Networker: What do consultants do?

October 25, 2000
Issue 

Radio highlights
What do consultants do?

Ever wondered what a “consultant” does? You must have heard of them. They are the “experts” who grow and prosper with every government move.

Closing down schools? You need a consultant. Handing over government assets to big business friends? Better hire a consultant. Want to kick women out of hospitals as soon as they give birth? Commission a consultant to invent “best practice birthing”.

According to one reference (Dilbert), the word consultant originates from a combination of the words to “con”, as in to cheat someone, and “insult”.

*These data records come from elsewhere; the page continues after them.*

//! Rejection reasons for match transitions.

use arena_store::{Entity, EntityKind};
use serde::{Deserialize, Serialize};

/// Why a transition was refused. A refused transition never writes.
#[derive(Debug, Clone, PartialEq, Eq, thiserror::Error)]
pub enum MatchError {
    /// The referenced user, match or card does not exist.
    #[error("{kind} {id} not found")]
    NotFound { kind: EntityKind, id: Entity },

    /// The actor does not control the entity, or it is not their turn.
    #[error("unauthorized: {0}")]
    Unauthorized(&'static str),

    /// The match or card is not in a state that allows the action.
    #[error("invalid state: {0}")]
    InvalidState(&'static str),

    /// The target lies off the board or beyond the allowed range.
    #[error("out of bounds: {0}")]
    OutOfBounds(&'static str),

    /// Not enough mana, or the placement cap is reached.
    #[error("resource exhausted: {0}")]
    ResourceExhausted(&'static str),

    /// The target cell already holds a card.
    #[error("cell ({x}, {y}) is occupied")]
    Occupied { x: u32, y: u32 },
}

/// Wire-level classification of a [`MatchError`].
#[derive(Debug, Clone, Copy, PartialEq, Eq, Hash, Serialize, Deserialize)]
#[serde(rename_all = "camelCase")]
pub enum ErrorKind {
    NotFound,
    Unauthorized,
    InvalidState,
    OutOfBounds,
    ResourceExhausted,
    Occupied,
}

impl MatchError {
    #[must_use]
    pub fn kind(&self) -> ErrorKind {
        match self {
            Self::NotFound { .. } => ErrorKind::NotFound,
            Self::Unauthorized(_) => ErrorKind::Unauthorized,
            Self::InvalidState(_) => ErrorKind::InvalidState,
            Self::OutOfBounds(_) => ErrorKind::OutOfBounds,
            Self::ResourceExhausted(_) => ErrorKind::ResourceExhausted,
            Self::Occupied { .. } => ErrorKind::Occupied,
        }
    }

    pub(crate) fn missing(kind: EntityKind, id: Entity) -> Self {
        Self::NotFound { kind, id }
    }
}

pub type MatchResult<T> = Result<T, MatchError>;
//! Game tables.
//!
//! Each type here is the value of one table. Keys are always an
//! [`Entity`]: a user, a match or a card depending on the table.

use std::fmt;

use arena_store::{Component, Entity};
use serde::{Deserialize, Serialize};

macro_rules! scalar_table {
    ($($(#[$meta:meta])* $name:ident($ty:ty);)*) => {
        $(
            $(#[$meta])*
            #[derive(Debug, Clone, Copy, PartialEq, Eq, Hash, PartialOrd, Ord, Serialize, Deserialize)]
            pub struct $name(pub $ty);
        )*
    };
}

scalar_table! {
    /// Turn counter of a match. Starts at 1 when the second player joins.
    CurrentTurn(u32);
    /// Mana left to the current player this turn.
    CurrentMana(u32);
    /// The user who created the match.
    PlayerOne(Entity);
    /// The user who joined the match.
    PlayerTwo(Entity);
    /// The user whose turn it is.
    CurrentPlayer(Entity);
    /// The user a card belongs to.
    OwnedBy(Entity);
    /// The match a card was created in. Never rewritten.
    UsedIn(Entity);
    IsBase(bool);
    AttackDamage(u32);
    MaxHp(u32);
    CurrentHp(u32);
    MovementSpeed(u32);
    /// Set at the start of the owner's turn, consumed by any card action.
    ActionReady(bool);
}

/// Registered name of a user.
#[derive(Debug, Clone, PartialEq, Eq, Hash, Serialize, Deserialize)]
pub struct UserName(pub String);

/// Board dimensions and the total placement budget of a match.
#[derive(Debug, Clone, Copy, PartialEq, Eq, Hash, Serialize, Deserialize)]
pub struct MapConfig {
    pub width: u32,
    pub height: u32,
    pub max_placed_cards: u32,
}

impl MapConfig {
    /// Returns `true` if `(x, y)` lies on the board.
    #[must_use]
    pub fn contains(&self, x: u32, y: u32) -> bool {
        x < self.width && y < self.height
    }

    /// Cards each player may place.
    #[must_use]
    pub fn per_player_cap(&self) -> u32 {
        self.max_placed_cards / 2
    }
}

/// Sub-state of a running match.
#[derive(Debug, Clone, Copy, PartialEq, Eq, Hash, Serialize, Deserialize)]
#[serde(rename_all = "camelCase")]
pub enum TurnPhase {
    TurnStart,
    Action,
    TurnEnd,
}

/// Lifecycle state of a match.
#[derive(Debug, Clone, Copy, PartialEq, Eq, Hash, Serialize, Deserialize)]
#[serde(rename_all = "camelCase")]
pub enum MatchPhase {
    AwaitingPlayers,
    InProgress(TurnPhase),
    Finished { winner: Entity },
}

impl MatchPhase {
    /// The resting state of a match between actions.
    pub const ACTION: MatchPhase = MatchPhase::InProgress(TurnPhase::Action);

    #[must_use]
    pub fn is_finished(&self) -> bool {
        matches!(self, Self::Finished { .. })
    }
}

/// Cards placed so far by each seat.
#[derive(Debug, Clone, Copy, Default, PartialEq, Eq, Hash, Serialize, Deserialize)]
pub struct PlacedCards {
    pub p1_cards: u32,
    pub p2_cards: u32,
}

impl PlacedCards {
    #[must_use]
    pub fn total(&self) -> u32 {
        self.p1_cards + self.p2_cards
    }
}

/// A raised cover: the covering card and the player it protects.
#[derive(Debug, Clone, Copy, PartialEq, Eq, Hash, Serialize, Deserialize)]
pub struct CoverSlot {
    pub card: Entity,
    pub player: Entity,
}

/// Active covers of a match, one slot per seat.
#[derive(Debug, Clone, Copy, Default, PartialEq, Eq, Hash, Serialize, Deserialize)]
pub struct CoverPosition {
    pub one: Option<CoverSlot>,
    pub two: Option<CoverSlot>,
}

/// Card archetypes. `Base` is reserved for the home card and is always last.
#[derive(Debug, Clone, Copy, PartialEq, Eq, Hash, PartialOrd, Ord, Serialize, Deserialize)]
pub enum UnitType {
    VaanStrife,
    Felguard,
    Sakura,
    Freya,
    Lyra,
    Madmartigan,
    Base,
}

impl UnitType {
    /// Every unit a player may summon.
    pub const PLACEABLE: [UnitType; 6] = [
        UnitType::VaanStrife,
        UnitType::Felguard,
        UnitType::Sakura,
        UnitType::Freya,
        UnitType::Lyra,
        UnitType::Madmartigan,
    ];
}

impl fmt::Display for UnitType {
    fn fmt(&self, f: &mut fmt::Formatter<'_>) -> fmt::Result {
        fmt::Debug::fmt(self, f)
    }
}

/// The special action a card can perform instead of a plain attack.
#[derive(Debug, Clone, Copy, PartialEq, Eq, Hash, PartialOrd, Ord, Serialize, Deserialize)]
pub enum AbilityType {
    Meteor,
    DrainSword,
    PiercingShot,
    WhirlwindAxe,
    Sidestep,
    Cover,
}

impl fmt::Display for AbilityType {
    fn fmt(&self, f: &mut fmt::Formatter<'_>) -> fmt::Result {
        fmt::Debug::fmt(self, f)
    }
}

/// Where a card stands. Occupancy is answered by indexing this table.
#[derive(Debug, Clone, Copy, PartialEq, Eq, Hash, Serialize, Deserialize)]
pub struct Position {
    pub placed: bool,
    pub match_id: Entity,
    pub x: u32,
    pub y: u32,
}

impl Position {
    #[must_use]
    pub fn placed(match_id: Entity, x: u32, y: u32) -> Self {
        Self {
            placed: true,
            match_id,
            x,
            y,
        }
    }
}

/// The cell a Sidestep card stood on when its owner's turn began. The card
/// returns there after striking; `active` is cleared once it has.
#[derive(Debug, Clone, Copy, Default, PartialEq, Eq, Hash, Serialize, Deserialize)]
pub struct SidestepInitialPosition {
    pub active: bool,
    pub x: u32,
    pub y: u32,
}

impl SidestepInitialPosition {
    #[must_use]
    pub fn saved(x: u32, y: u32) -> Self {
        Self { active: true, x, y }
    }
}

macro_rules! row_values {
    ($($name:ident),* $(,)?) => {
        $(
            impl Component for $name {
                fn type_name() -> &'static str {
                    stringify!($name)
                }
            }

            impl From<$name> for RowValue {
                fn from(value: $name) -> Self {
                    RowValue::$name(value)
                }
            }
        )*

        /// A typed row of any game table, as carried by a [`Delta`](crate::Delta).
        #[derive(Debug, Clone, PartialEq, Eq, Serialize, Deserialize)]
        pub enum RowValue {
            $($name($name),)*
        }

        impl RowValue {
            /// Name of the table the row belongs to.
            #[must_use]
            pub fn table_name(&self) -> &'static str {
                match self {
                    $(Self::$name(_) => stringify!($name),)*
                }
            }
        }
    };
}

row_values! {
    UserName,
    MapConfig,
    MatchPhase,
    PlayerOne,
    PlayerTwo,
    CurrentTurn,
    CurrentPlayer,
    CurrentMana,
    PlacedCards,
    CoverPosition,
    OwnedBy,
    UsedIn,
    IsBase,
    UnitType,
    AbilityType,
    AttackDamage,
    MaxHp,
    CurrentHp,
    MovementSpeed,
    ActionReady,
    Position,
    SidestepInitialPosition,
}

#[cfg(test)]
mod tests {
    use arena_store::ComponentTypeId;

    use super::*;

    #[test]
    fn test_table_names_follow_type_names() {
        assert_eq!(Position::type_name(), "Position");
        assert_eq!(
            CurrentHp::component_type_id(),
            ComponentTypeId::from_name("CurrentHp")
        );
        assert_eq!(RowValue::from(UsedIn(Entity(3))).table_name(), "UsedIn");
    }

    #[test]
    fn test_base_is_last_unit() {
        assert!(UnitType::PLACEABLE.iter().all(|unit| *unit < UnitType::Base));
    }

    #[test]
    fn test_per_player_cap_rounds_down() {
        let map = MapConfig {
            width: 5,
            height: 5,
            max_placed_cards: 5,
        };
        assert_eq!(map.per_player_cap(), 2);
        assert!(map.contains(4, 4));
        assert!(!map.contains(5, 0));
    }

    #[test]
    fn test_row_value_is_keyed_by_table() {
        let row = RowValue::from(CurrentMana(6));
        let json = serde_json::to_value(&row).unwrap();
        assert_eq!(json["CurrentMana"], 6);

        let bytes = rmp_serde::to_vec(&RowValue::from(Position::placed(Entity(2), 1, 3))).unwrap();
        let restored: RowValue = rmp_serde::from_slice(&bytes).unwrap();
        assert_eq!(restored.table_name(), "Position");
    }
}
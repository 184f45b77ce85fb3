//! MessagePack codec helpers.
//!
//! Every payload on an arena subject is MessagePack. Structs are written as
//! maps (field names included) so that clients in other languages can decode
//! them without knowing field order.

use serde::{Deserialize, Serialize};

use crate::error::NetError;

/// Encode a value to MessagePack bytes.
///
/// # Errors
///
/// Returns [`NetError::Encode`] if serialisation fails.
pub fn encode<T: Serialize>(value: &T) -> Result<Vec<u8>, NetError> {
    rmp_serde::to_vec_named(value).map_err(NetError::Encode)
}

/// Decode a value from MessagePack bytes.
///
/// # Errors
///
/// Returns [`NetError::Decode`] if deserialisation fails.
pub fn decode<'a, T: Deserialize<'a>>(bytes: &'a [u8]) -> Result<T, NetError> {
    rmp_serde::from_slice(bytes).map_err(NetError::Decode)
}
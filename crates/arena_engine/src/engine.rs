//! The match state machine.
//!
//! `AwaitingPlayers → InProgress(TurnStart → Action → TurnEnd) → Finished`.
//!
//! Every transition runs in two halves. The first half only reads: it loads
//! snapshots, checks authorization and preconditions, and works out the
//! complete write set. Any `?` lives there. The second half applies the
//! writes through a [`Changes`] buffer and cannot fail, so a refused action
//! never leaves partial state behind.
//!
//! The engine assumes the caller holds the match's exclusive section; see
//! `SystemDispatcher` in `arena_system`.

use std::collections::BTreeMap;

use arena_store::{Entity, EntityKind};
use tracing::{debug, info};

use crate::components::*;
use crate::error::{MatchError, MatchResult};
use crate::events::{FinishReason, GameEvent};
use crate::grid;
use crate::rules::{RulesConfig, UnitStats};
use crate::world::{CardView, Changes, MatchState, Outcome, Seat, World};

/// Longest accepted username, in bytes.
pub const MAX_USERNAME_LEN: usize = 32;

/// Runs transitions over a [`World`] with a fixed [`RulesConfig`].
#[derive(Debug, Default)]
pub struct MatchEngine {
    world: World,
    rules: RulesConfig,
}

Theoretically, it is possible to imagine a role for groups of workers with arcane and rarely required skills providing advice. In practice, consultants' functions have an almost mystical character, in keeping with the vast sums of money their companies are paid. Many consultants work for large companies consisting of thousands or tens of thousands of consultants, such as PricewaterhouseCoopers, KPMG and Anderson Consulting, three of the “big five”. These companies had their origins as accountancy firms.

It isn't just ordinary people who are mystified about the role of consultants. The Australian National Audit Office in September reported that it could not work out what a team of consultants, from the US law firm Shaw Pittman Potts and Trowbridge, had been doing to deserve almost $16 million from the Australian government.

This mystery relates to the Labor-initiated handing over of federal government's information technology assets to its big business friends. Not surprisingly, the Coalition government continued this activity through the Office of Asset Sales and Information Technology Outsourcing (OASITO).

The government announced that it would achieve savings of $1 billion by handing over information technology assets and a mountain of money to private business. More than half way through the process, claimed savings are just $30 million.

Although the audit report doesn't mention this, the hundreds of government information technology officers who sat locked in OASITO offices evaluating proposals, and the thousands of other information technology workers they talked to, know where the “savings” came from. OASITO cooked the books, for example, by delaying the announcement on the health sector outsourcing bid until the proposal figures had been fudged to show more savings.

According to a Sydney Morning Herald report, a law firm was initially brought in as an “outsourcing consultant” and later as a “strategic adviser”. It ended up providing “technical assistance”. What the Sydney Morning Herald failed to note was that this is how consultancy firms work. The process even has a name: “business development”. That means that no matter what a consultant is brought in to do, from guessing the future to sacking staff or telling women to have babies faster, their primary purpose is to get more business for their company.

The attractive feature of consultants, whether hired by governments or corporations, is that they will say things that are simply too awful for a permanent manager to say, such as advice on how to sack workers or how to make their lives hell. Consultants cost a fortune, but it's better than doing the dirty work yourself.

This would all be a problem if the purpose of the federal government's information technology outsourcing had been to save money. The real purpose was to turn government information technology spending into a source of profit for big business.